[Collected data]
[Start of Attachment]

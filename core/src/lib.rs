pub mod case;
pub mod config;
pub mod report;

pub mod error;
use crate::error::{CoreError, CoreResult};
use rand::Rng;
use regex::Regex;
use sha2::{Digest, Sha256};

pub const CASE_ID_SUFFIX_LEN: usize = 8;

const SUFFIX_ALPHABET: &[u8] = b"ABCDEFGHIJKLMNOPQRSTUVWXYZ0123456789";

/// `PREFIX-YEAR-XXXXXXXX` with an `[A-Z0-9]{8}` suffix.
pub fn generate_case_id(prefix: &str, year: i32) -> String {
    let mut rng = rand::thread_rng();
    let suffix: String = (0..CASE_ID_SUFFIX_LEN)
        .map(|_| SUFFIX_ALPHABET[rng.gen_range(0..SUFFIX_ALPHABET.len())] as char)
        .collect();
    format!("{}-{}-{}", prefix, year, suffix)
}

pub fn generate_case_id_now(prefix: &str) -> String {
    generate_case_id(prefix, time::OffsetDateTime::now_utc().year())
}

pub fn is_case_id(prefix: &str, candidate: &str) -> bool {
    match case_id_pattern(prefix) {
        Ok(re) => re.is_match(candidate),
        Err(_) => false,
    }
}

pub fn case_id_pattern(prefix: &str) -> CoreResult<Regex> {
    Regex::new(&format!(
        r"^{}-[0-9]{{4}}-[A-Z0-9]{{{}}}$",
        regex::escape(prefix),
        CASE_ID_SUFFIX_LEN
    ))
    .map_err(|e| CoreError::InvalidInput(format!("invalid case id prefix: {}", e)))
}

pub fn sha256_hex(bytes: &[u8]) -> String {
    let mut h = Sha256::new();
    h.update(bytes);
    hex::encode(h.finalize())
}

#[cfg(test)]
mod tests {
    use super::{generate_case_id, is_case_id};

    #[test]
    fn generated_ids_match_pattern() {
        for _ in 0..64 {
            let id = generate_case_id("CSP", 2026);
            assert!(id.starts_with("CSP-2026-"), "{}", id);
            assert!(is_case_id("CSP", &id), "{}", id);
        }
    }

    #[test]
    fn pattern_rejects_wrong_prefix_and_lowercase() {
        assert!(!is_case_id("CSP", "FIA-2026-ABCD1234"));
        assert!(!is_case_id("CSP", "CSP-2026-abcd1234"));
        assert!(!is_case_id("CSP", "CSP-26-ABCD1234"));
        assert!(!is_case_id("CSP", "CSP-2026-ABCD123"));
        assert!(!is_case_id("CSP", "CSP-۲۰۲۶-ABCD1234"));
    }
}
pub mod evidence;
pub mod model;
pub mod notice;
pub mod render;
pub mod section;
pub mod submit;
pub mod validate;
pub mod wizard;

[End of Attachment]

THE PROBLEM » Exactly how many lines in the records above hold the string "bytes"? Reply with that number only.

ANSWER TO THIS EXERCISE » 2